Where the hay flies, people are living the past

JEFFERSON – You don’t get a steam tractor up and running by turning a key. There’s a list of things to do.

Ryker Carruthers, of Lenox, was working on the last of those Saturday at the Pleasant Prairie Threshing Bee near Jefferson: opening the drain valves on the cylinder to give the condensed water a slow way out.

It’s a critical stage. To do it otherwise could cause damage.

“It will blow the head off,” Carruther said.

Hours before, he’d filled the boiler, stoked the fire and waited until the boiler built to about 100 pounds of pressure.

Nick Swanz, of Zimmerman, Minn., is a steam veteran at 14. He’s been running engines since he was seven. His engine for the day was a modern scale reproduction that produces a single horsepower at the drawbar and three horse power on the pulley used to run machinery.

That translates into steam-powered rides for two wagons full of children.

Swanz enjoys being around machines and he particularly likes the scent of burning coal.

“I love it,” he said. “I get steam fever.”

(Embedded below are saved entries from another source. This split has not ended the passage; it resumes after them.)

//! Generic logger utility functions

// ---------------------------------------------------------------------------
// IMPORTS
// ---------------------------------------------------------------------------

// External imports
use colored::{ColoredString, Colorize};
use fern;
use log::{self, info};
use thiserror::Error;

// Internal imports
use crate::session;

// Re-exports
pub use log::LevelFilter;

// ---------------------------------------------------------------------------
// ENUMERATIONS
// ---------------------------------------------------------------------------

/// Errors associated with initialising the logger.
#[derive(Debug, Error)]
pub enum LoggerInitError {
    #[error("Expected a log level of at least `INFO`, found `{0}`")]
    InvalidMinLogLevel(log::LevelFilter),

    #[error("Error initialising the log file: {0}")]
    LogFileInitError(std::io::Error),

    #[error("An error occured while setting up the logger: {0}")]
    FernInitError(log::SetLoggerError),
}

// ---------------------------------------------------------------------------
// PUBLIC FUNCTIONS
// ---------------------------------------------------------------------------

/// Initialise the logger for this execution.
///
/// # Notes
///
/// - `min_level` must be at least `log::Level::Info`.
///
/// # Safety
///
/// - This function must only be called once to prevent corrupting logs.
pub fn logger_init(
    min_level: self::LevelFilter,
    session: &session::Session,
) -> Result<(), LoggerInitError> {
    if min_level < log::Level::Info {
        return Err(LoggerInitError::InvalidMinLogLevel(min_level));
    }

    // Setup the logger using fern's builder pattern
    match fern::Dispatch::new()
        .format(|out, message, record| {
            // If debug or trace include the target, otherwise don't include it
            if record.level() > log::Level::Info {
                out.finish(format_args!(
                    "[{:10.6} {}] {}: {}",
                    session::get_elapsed_seconds(),
                    level_to_str(record.level()),
                    record.target(),
                    message
                ))
            } else {
                out.finish(format_args!(
                    "[{:10.6} {}] {}",
                    session::get_elapsed_seconds(),
                    level_to_str(record.level()),
                    message
                ))
            }
        })
        .level(min_level)
        .chain(std::io::stdout())
        .chain(match fern::log_file(session.log_file_path.clone()) {
            Ok(f) => f,
            Err(e) => return Err(LoggerInitError::LogFileInitError(e)),
        })
        .apply()
    {
        Ok(_) => (),
        Err(e) => return Err(LoggerInitError::FernInitError(e)),
    };

    info!("Logging initialised");
    info!("    Log level: {:?}", min_level);
    info!("    Log file path: {:?}", session.log_file_path);

    Ok(())
}

// ---------------------------------------------------------------------------
// PRIVATE FUNCTIONS
// ---------------------------------------------------------------------------

/// Get the string representation of a log level
fn level_to_str(level: log::Level) -> ColoredString {
    match level {
        log::Level::Trace => "TRC".dimmed().italic(),
        log::Level::Debug => "DBG".dimmed(),
        log::Level::Info => "INF".normal(),
        log::Level::Warn => "WRN".yellow(),
        log::Level::Error => "ERR".red().bold(),
    }
}
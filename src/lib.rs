pub mod allocator;
pub mod app;
pub mod batch;
pub mod config;
pub mod convert;
pub mod domain;
pub mod error;
pub mod input;
pub mod lookup;
pub mod note;
pub mod output;
pub mod processor;
pub mod reconciler;
pub mod record;
pub mod session;
pub mod store;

Dennis Havran, of Milo, relived a bit of his youth Saturday by standing on a wagon full of freshly cut wheat and pitching it into a threshing machine.

Everything was going at less than maximum speed to prevent parts breakage, make the wheat last and give guests a longer opportunity to watch.

“I’m 73,” Havran said. “It’s just as well.”

Havran’s family threshed for the last time in 1952, he said. It was usually done with a cooperatively owned machine. Back then, once the work day ended, there would be a big potluck supper, accounts would be settled and someone would usually run to town to get ice cream.

Pranks were a part of the workday too.

“We would sneak over and tie down the bundles at lunch,” he said.

In addition, the odd snake would be hidden there as well.

The threshing bee is hosted by Nick and Annette Foster on their farm. They own the steam engines and some of the other equipment that’s used and displayed.

The event began as a gathering of steam engine enthusiasts, Nick Foster said. By inviting the public, he could offer them an educational experience.

Everyone volunteers their time.

In addition to offering a glimpse at the past, Foster said it offers lessons in cooperation and helping others, something that he said was quite common in the early days of agriculture when several farmers would own a machine together.

Alan Doran, of Boone, was spending his day making sure the threshing machine was running right.

“I’ve been around this all my life,” he said, “I have one exactly like this one at home.”

He remembers the cooperative threshing on the family farm and its abrupt ending.

“In ’47 or ’48 my dad had about seven customers,” he said. “The next year, there was nothing.”

The Pleasant Prairie Threshing Bee continues today with demonstrations from 1 to 3 p.m. At 4 p.m. four steam tractors will pull moboard plows. Admission is free. The site is at 1176 M Ave. northwest of Jefferson.